“No,’e ain’t taken nothin’, bad luck to ’im. There was only four pennies and a ’alfpenny anyway. Dirty thief!”
“Are you goin’ to give ’im in charge?” asked the conductor.
“Yer can’t if ’e ain’t actually taken nothin’, can yer? The dirty thievin’ swine tryin’ to rob a ’ard workin’ ’onest woman!”
“I wasn’t! I wasn’t!” feebly spluttered Edwin, blushing a ripe beetroot color.
“Shame! Shame! Chuck ’im off the ’bus! Dirty sneak! Call a copper!” were some of the remarks being hurled about.
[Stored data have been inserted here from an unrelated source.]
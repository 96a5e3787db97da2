//! Physical activity level bands

use std::fmt;
use std::str::FromStr;

use serde::{Deserialize, Serialize};

use crate::error::CalcError;

/// Activity category, ordered from least to most active
#[derive(Debug, Clone, Copy, Default, PartialEq, Eq, PartialOrd, Ord, Hash, Serialize, Deserialize)]
#[serde(rename_all = "lowercase")]
pub enum ActivityLevel {
    #[default]
    Sedentary,
    #[serde(rename = "low active", alias = "low_active")]
    LowActive,
    Active,
    #[serde(rename = "very active", alias = "very_active")]
    VeryActive,
    Athlete,
}

impl ActivityLevel {
    pub const ALL: [ActivityLevel; 5] = [
        ActivityLevel::Sedentary,
        ActivityLevel::LowActive,
        ActivityLevel::Active,
        ActivityLevel::VeryActive,
        ActivityLevel::Athlete,
    ];

    /// PAL multiplier for this band
    pub fn pal(&self) -> f64 {
        match self {
            ActivityLevel::Sedentary => 1.2,
            ActivityLevel::LowActive => 1.5,
            ActivityLevel::Active => 1.75,
            ActivityLevel::VeryActive => 2.2,
            ActivityLevel::Athlete => 2.5,
        }
    }

    pub fn as_str(&self) -> &'static str {
        match self {
            ActivityLevel::Sedentary => "sedentary",
            ActivityLevel::LowActive => "low active",
            ActivityLevel::Active => "active",
            ActivityLevel::VeryActive => "very active",
            ActivityLevel::Athlete => "athlete",
        }
    }
}

impl FromStr for ActivityLevel {
    type Err = CalcError;

    fn from_str(s: &str) -> Result<Self, Self::Err> {
        match s.trim().to_lowercase().replace(['_', '-'], " ").as_str() {
            "sedentary" => Ok(ActivityLevel::Sedentary),
            "low active" => Ok(ActivityLevel::LowActive),
            "active" => Ok(ActivityLevel::Active),
            "very active" => Ok(ActivityLevel::VeryActive),
            "athlete" => Ok(ActivityLevel::Athlete),
            _ => Err(CalcError::validation(format!("Invalid PAL category: {}", s))),
        }
    }
}

impl fmt::Display for ActivityLevel {
    fn fmt(&self, f: &mut fmt::Formatter<'_>) -> fmt::Result {
        f.write_str(self.as_str())
    }
}

#[cfg(test)]
mod tests {
    use super::*;

    #[test]
    fn test_pal_table() {
        let pals: Vec<f64> = ActivityLevel::ALL.iter().map(ActivityLevel::pal).collect();
        assert_eq!(pals, vec![1.2, 1.5, 1.75, 2.2, 2.5]);
    }

    #[test]
    fn test_bands_are_ordered() {
        assert!(ActivityLevel::Sedentary < ActivityLevel::Athlete);
        assert!(ActivityLevel::ALL.windows(2).all(|w| w[0].pal() < w[1].pal()));
    }

    #[test]
    fn test_parse() {
        assert_eq!("low active".parse::<ActivityLevel>(), Ok(ActivityLevel::LowActive));
        assert_eq!("very_active".parse::<ActivityLevel>(), Ok(ActivityLevel::VeryActive));
        assert_eq!("Athlete".parse::<ActivityLevel>(), Ok(ActivityLevel::Athlete));
        assert!(matches!("couch".parse::<ActivityLevel>(), Err(CalcError::Validation(_))));
    }

    #[test]
    fn test_serde_name_matches_as_str() {
        for level in ActivityLevel::ALL {
            let json = serde_json::to_value(level).unwrap();
            assert_eq!(json, serde_json::Value::from(level.as_str()));
            assert_eq!(serde_json::from_value::<ActivityLevel>(json).unwrap(), level);
        }
        let legacy: ActivityLevel = serde_json::from_str("\"low_active\"").unwrap();
        assert_eq!(legacy, ActivityLevel::LowActive);
    }

    #[test]
    fn test_display_round_trip() {
        for level in ActivityLevel::ALL {
            assert_eq!(level.to_string().parse::<ActivityLevel>(), Ok(level));
        }
    }
}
The conductor was losing time and patience. He beckoned vigorously to Edwin and said:
“Come on, off you go!”
There was no appeal. He got up and slunk out. Popular opinion was too strong against him. As he stepped off the back board, the conductor gave him a parting kick which sent him flying on to the pavement. It was an operation received with shrieks of laughter and a round of applause from the occupants of the vehicle, taken up by a small band of other people who had been attracted by the disturbance. He darted down a back street to the accompaniment of boos and jeers.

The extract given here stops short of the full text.